Les deux Aventuriers et le Talisman
Jean de La Fontaine
Fables — 1679
Aucun chemin de fleurs ne conduit à la gloire.
Je n’en veux pour témoin, qu’Hercule et ses travaux.
Ce Dieu n’a guère de rivaux :
J’en vois peu dans la Fable, encor moins dans l’Histoire.
En voicy pourtant un que de vieux Talismans
Firent chercher fortune au pays des Romans.
Il voyageoit de compagnie.
Son camarade et luy trouverent un poteau
Ayant au haut cet écriteau :
Seigneur Avanturier, s’il te prend quelque envie
De voir ce que n’a veu nul Chevalier errant,
Tu n’as qu’à passer ce torrent,
Puis prenant dans tes bras un Elephant de pierre,
Que tu verras couché par terre,
Le porter d’une haleine au sommet de ce mont
Qui menace les Cieux de son superbe front.
L’un des deux Chevaliers seigna du nez. Si l’onde
Est rapide autant que profonde,
Dit-il, et supposé qu’on la puisse passer,
Pourquoy de l’Elephant s’aller embarasser ?

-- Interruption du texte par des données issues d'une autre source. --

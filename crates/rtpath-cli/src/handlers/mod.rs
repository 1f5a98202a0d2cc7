//! Command handlers.
//!
//! Handlers follow the canonical pattern:
//! - Thin wrappers that:
//!   1. Turn CLI input into core configuration
//!   2. Call rtpath-core
//!   3. Format output for the terminal
//!
//! Handlers should NOT contain resolution logic.

pub mod paths;
pub mod run;
//! Build/version metadata and compiled-in install layout for rtpath.
#![doc = include_str!(concat!(env!("OUT_DIR"), "/README_GENERATED.md"))]

/// The `SemVer` version of the build (from Cargo).
pub const SEMVER: &str = env!("CARGO_PKG_VERSION");

/// Installation prefix the runtime was configured for.
pub const DEFAULT_PREFIX: &str = env!("RTPATH_PREFIX");

/// Installation prefix for platform-dependent files.
pub const DEFAULT_EXEC_PREFIX: &str = env!("RTPATH_EXEC_PREFIX");

/// Default module search list, delimiter-separated. Relative entries are
/// resolved against the located library directory.
pub const DEFAULT_SEARCH_PATH: &str = env!("RTPATH_DEFAULT_PATH");

/// Offset from a build directory to its source tree.
pub const VPATH: &str = env!("RTPATH_VPATH");

/// Short name of the runtime, used to build versioned library directory names.
pub const RUNTIME_NAME: &str = env!("RTPATH_RUNTIME_NAME");

/// `MAJOR.MINOR` version of the runtime.
pub const RUNTIME_VERSION: &str = env!("RTPATH_RUNTIME_VERSION");

/// Name of the platform library directory (`lib`, `lib64`, ...).
pub const PLATLIBDIR: &str = env!("RTPATH_PLATLIBDIR");

/// The git SHA emitted by the build script.
///
/// This is expected to be a 7-character hex string when available; otherwise it
/// is set to `"unknown"`.
pub const GIT_SHA_SHORT: &str = env!("VERGEN_GIT_SHA");

/// True if the git SHA looks like a short hex hash.
pub const HAS_GIT_SHA: bool = is_short_hex(GIT_SHA_SHORT);

/// Version string with the commit appended, e.g. `0.3.0 (a1b2c3d)`.
pub const LONG_VERSION_WITH_SHA: &str =
    concat!(env!("CARGO_PKG_VERSION"), " (", env!("VERGEN_GIT_SHA"), ")");

/// The version string used by CLI `--version` output.
pub const LONG_VERSION: &str = if HAS_GIT_SHA {
    LONG_VERSION_WITH_SHA
} else {
    SEMVER
};

const fn is_short_hex(value: &str) -> bool {
    let bytes = value.as_bytes();
    if bytes.len() != 7 {
        return false;
    }

    let mut i = 0;
    while i < 7 {
        let c = bytes[i];
        let is_digit = c >= b'0' && c <= b'9';
        let is_lower = c >= b'a' && c <= b'f';
        let is_upper = c >= b'A' && c <= b'F';
        if !(is_digit || is_lower || is_upper) {
            return false;
        }
        i += 1;
    }
    true
}

#[cfg(test)]
mod tests {
    use super::*;

    #[test]
    fn short_hex_detection() {
        assert!(is_short_hex("a1b2c3d"));
        assert!(!is_short_hex("unknown"));
        assert!(!is_short_hex("a1b2c3"));
    }

    #[test]
    fn layout_constants_are_populated() {
        assert!(!RUNTIME_NAME.is_empty());
        assert!(!RUNTIME_VERSION.is_empty());
        assert!(!PLATLIBDIR.is_empty());
        assert!(!DEFAULT_PREFIX.is_empty());
    }
}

Quelle ridicule entreprise !
Le sage l’aura fait par tel art et de guise,
Qu’on le pourra porter peut-estre quatre pas :
Mais jusqu’au haut du mont, d’une haleine ? il n’est pas
Au pouvoir d’un mortel, à moins que la figure
Ne soit d’un Elephant nain, pigmée, avorton,
Propre à mettre au bout d’un baston :
Auquel cas, où l’honneur d’une telle avanture ?
On nous veut attraper dedans cette écriture :
Ce sera quelque enigme à tromper un enfant.
C’est pourquoy je vous laisse avec vostre Elephant.
Le raisonneur party, l’avantureux se lance,
Les yeux clos à travers cette eau.
Ny profondeur ny violence
Ne pûrent l’arrester, et selon l’écriteau
Il vid son Elephant couché sur l’autre rive.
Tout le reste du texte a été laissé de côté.